=== Input material ===

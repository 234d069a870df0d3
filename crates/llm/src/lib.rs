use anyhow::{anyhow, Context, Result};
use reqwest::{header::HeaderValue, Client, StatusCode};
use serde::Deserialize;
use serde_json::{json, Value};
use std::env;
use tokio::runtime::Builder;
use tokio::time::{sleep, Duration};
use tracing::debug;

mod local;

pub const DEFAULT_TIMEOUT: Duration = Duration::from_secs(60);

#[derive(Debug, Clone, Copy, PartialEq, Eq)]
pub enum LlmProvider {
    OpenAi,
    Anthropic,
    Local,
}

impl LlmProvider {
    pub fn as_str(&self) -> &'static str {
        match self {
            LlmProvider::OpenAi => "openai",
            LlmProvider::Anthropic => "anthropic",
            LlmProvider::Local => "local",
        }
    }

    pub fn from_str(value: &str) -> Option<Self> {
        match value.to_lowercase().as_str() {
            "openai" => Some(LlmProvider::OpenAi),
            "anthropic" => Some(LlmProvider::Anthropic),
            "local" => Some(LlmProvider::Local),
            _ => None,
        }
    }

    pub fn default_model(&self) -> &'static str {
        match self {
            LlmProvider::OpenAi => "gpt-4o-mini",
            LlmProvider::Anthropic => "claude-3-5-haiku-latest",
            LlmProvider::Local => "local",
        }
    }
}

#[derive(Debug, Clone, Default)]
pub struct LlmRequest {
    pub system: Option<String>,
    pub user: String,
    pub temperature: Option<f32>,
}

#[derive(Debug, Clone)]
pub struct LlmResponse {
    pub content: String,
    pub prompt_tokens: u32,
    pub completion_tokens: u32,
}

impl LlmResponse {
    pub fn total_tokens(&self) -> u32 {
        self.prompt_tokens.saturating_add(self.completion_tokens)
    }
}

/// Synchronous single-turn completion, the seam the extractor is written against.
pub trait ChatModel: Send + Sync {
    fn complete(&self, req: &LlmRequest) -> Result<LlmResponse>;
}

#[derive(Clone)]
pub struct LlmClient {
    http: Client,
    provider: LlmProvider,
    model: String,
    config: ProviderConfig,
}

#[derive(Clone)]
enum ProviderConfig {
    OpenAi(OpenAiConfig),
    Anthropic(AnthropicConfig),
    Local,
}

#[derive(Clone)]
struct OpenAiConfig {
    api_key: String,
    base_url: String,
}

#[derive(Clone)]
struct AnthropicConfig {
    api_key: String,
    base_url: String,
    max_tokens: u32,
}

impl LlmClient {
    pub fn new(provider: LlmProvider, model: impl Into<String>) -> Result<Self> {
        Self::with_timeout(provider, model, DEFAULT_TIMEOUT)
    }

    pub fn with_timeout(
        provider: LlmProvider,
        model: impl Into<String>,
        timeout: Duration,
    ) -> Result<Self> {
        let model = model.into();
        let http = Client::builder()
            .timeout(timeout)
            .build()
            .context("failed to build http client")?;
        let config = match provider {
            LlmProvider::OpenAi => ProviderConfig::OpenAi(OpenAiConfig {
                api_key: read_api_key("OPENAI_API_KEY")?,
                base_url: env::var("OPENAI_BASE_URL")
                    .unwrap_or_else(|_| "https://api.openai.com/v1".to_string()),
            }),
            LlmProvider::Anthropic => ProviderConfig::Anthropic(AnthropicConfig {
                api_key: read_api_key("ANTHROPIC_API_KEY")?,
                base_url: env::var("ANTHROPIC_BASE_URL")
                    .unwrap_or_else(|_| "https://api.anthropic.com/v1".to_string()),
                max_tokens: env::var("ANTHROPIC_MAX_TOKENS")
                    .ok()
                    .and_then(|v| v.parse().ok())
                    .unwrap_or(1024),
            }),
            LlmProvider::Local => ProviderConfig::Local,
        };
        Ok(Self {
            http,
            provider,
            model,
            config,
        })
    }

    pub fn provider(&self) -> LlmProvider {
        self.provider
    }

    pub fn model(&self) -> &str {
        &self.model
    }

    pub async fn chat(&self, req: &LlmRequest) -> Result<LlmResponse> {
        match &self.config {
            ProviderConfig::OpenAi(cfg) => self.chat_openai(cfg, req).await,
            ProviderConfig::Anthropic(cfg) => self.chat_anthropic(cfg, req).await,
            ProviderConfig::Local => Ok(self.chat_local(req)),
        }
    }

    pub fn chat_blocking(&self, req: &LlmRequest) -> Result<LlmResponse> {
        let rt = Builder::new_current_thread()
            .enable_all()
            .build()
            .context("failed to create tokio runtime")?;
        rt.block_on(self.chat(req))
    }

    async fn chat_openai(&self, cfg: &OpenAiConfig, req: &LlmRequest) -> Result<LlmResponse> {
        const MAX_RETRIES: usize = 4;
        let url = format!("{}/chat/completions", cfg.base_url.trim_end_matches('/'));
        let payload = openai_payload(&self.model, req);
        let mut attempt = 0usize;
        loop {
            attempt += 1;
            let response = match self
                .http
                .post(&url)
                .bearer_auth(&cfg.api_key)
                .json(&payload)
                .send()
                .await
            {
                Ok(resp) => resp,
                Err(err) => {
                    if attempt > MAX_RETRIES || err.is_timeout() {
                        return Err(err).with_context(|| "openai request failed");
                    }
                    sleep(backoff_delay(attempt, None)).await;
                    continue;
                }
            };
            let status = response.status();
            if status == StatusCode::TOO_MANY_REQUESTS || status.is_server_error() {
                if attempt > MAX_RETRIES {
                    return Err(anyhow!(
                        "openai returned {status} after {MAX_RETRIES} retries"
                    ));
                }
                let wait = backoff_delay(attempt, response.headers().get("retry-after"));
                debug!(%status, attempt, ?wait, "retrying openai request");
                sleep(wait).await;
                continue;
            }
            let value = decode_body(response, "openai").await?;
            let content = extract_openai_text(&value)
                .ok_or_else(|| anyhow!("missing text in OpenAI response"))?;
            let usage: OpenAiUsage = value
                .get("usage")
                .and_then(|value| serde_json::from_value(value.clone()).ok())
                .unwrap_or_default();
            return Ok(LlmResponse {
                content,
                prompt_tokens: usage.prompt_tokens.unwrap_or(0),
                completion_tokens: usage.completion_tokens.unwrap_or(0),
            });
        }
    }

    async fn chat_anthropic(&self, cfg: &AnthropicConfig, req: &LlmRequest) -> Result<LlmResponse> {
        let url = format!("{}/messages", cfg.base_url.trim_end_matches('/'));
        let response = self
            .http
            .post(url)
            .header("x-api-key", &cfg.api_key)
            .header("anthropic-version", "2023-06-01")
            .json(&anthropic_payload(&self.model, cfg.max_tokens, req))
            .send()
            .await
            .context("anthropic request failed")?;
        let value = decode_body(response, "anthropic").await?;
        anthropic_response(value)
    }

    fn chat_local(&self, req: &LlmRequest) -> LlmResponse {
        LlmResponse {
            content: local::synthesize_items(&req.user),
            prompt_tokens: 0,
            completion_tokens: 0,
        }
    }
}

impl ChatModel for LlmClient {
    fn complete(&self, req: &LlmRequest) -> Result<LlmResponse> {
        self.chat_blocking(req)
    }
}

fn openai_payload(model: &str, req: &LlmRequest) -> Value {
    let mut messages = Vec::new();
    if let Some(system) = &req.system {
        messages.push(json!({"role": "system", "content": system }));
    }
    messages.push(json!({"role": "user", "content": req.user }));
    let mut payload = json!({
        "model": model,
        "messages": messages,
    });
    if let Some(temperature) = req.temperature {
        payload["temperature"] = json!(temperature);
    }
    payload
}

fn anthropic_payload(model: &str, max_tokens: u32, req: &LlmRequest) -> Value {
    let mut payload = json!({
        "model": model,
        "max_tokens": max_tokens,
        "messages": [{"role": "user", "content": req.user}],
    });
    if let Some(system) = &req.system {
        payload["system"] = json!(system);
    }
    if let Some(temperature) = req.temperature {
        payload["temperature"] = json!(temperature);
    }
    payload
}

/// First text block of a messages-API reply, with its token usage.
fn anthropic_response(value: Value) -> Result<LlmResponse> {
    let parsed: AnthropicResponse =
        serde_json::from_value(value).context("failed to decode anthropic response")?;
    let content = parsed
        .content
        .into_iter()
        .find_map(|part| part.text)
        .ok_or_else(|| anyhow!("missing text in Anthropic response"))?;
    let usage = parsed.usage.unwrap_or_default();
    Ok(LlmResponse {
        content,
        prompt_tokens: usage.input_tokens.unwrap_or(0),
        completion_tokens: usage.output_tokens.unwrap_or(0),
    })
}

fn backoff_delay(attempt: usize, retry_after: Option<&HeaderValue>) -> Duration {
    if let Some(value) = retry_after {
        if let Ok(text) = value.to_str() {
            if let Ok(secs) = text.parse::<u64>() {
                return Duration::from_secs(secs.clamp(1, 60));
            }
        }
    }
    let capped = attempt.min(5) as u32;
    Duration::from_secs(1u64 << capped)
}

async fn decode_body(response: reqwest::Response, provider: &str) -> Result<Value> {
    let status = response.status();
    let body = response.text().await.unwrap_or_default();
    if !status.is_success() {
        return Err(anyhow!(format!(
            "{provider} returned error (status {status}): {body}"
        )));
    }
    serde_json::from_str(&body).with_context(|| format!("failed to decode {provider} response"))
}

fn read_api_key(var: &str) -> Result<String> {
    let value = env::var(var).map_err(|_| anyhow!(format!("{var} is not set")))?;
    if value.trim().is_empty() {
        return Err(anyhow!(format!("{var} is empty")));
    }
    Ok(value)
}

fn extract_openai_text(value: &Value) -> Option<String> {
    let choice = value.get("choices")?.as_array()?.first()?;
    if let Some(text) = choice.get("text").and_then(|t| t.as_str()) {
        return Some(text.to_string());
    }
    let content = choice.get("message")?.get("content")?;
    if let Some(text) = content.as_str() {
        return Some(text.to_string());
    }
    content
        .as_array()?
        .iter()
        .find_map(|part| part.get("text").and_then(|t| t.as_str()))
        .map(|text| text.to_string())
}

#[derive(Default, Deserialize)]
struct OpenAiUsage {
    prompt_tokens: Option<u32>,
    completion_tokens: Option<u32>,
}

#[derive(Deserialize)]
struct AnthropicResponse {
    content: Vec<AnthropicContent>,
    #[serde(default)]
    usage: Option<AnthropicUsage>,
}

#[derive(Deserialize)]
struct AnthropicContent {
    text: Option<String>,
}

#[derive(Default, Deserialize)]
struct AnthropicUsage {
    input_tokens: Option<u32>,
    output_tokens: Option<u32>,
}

===

_Work instruction_.
In the entries above, how many lines contain the word "format"? Answer with the number only.

_Result for this exercise_.
6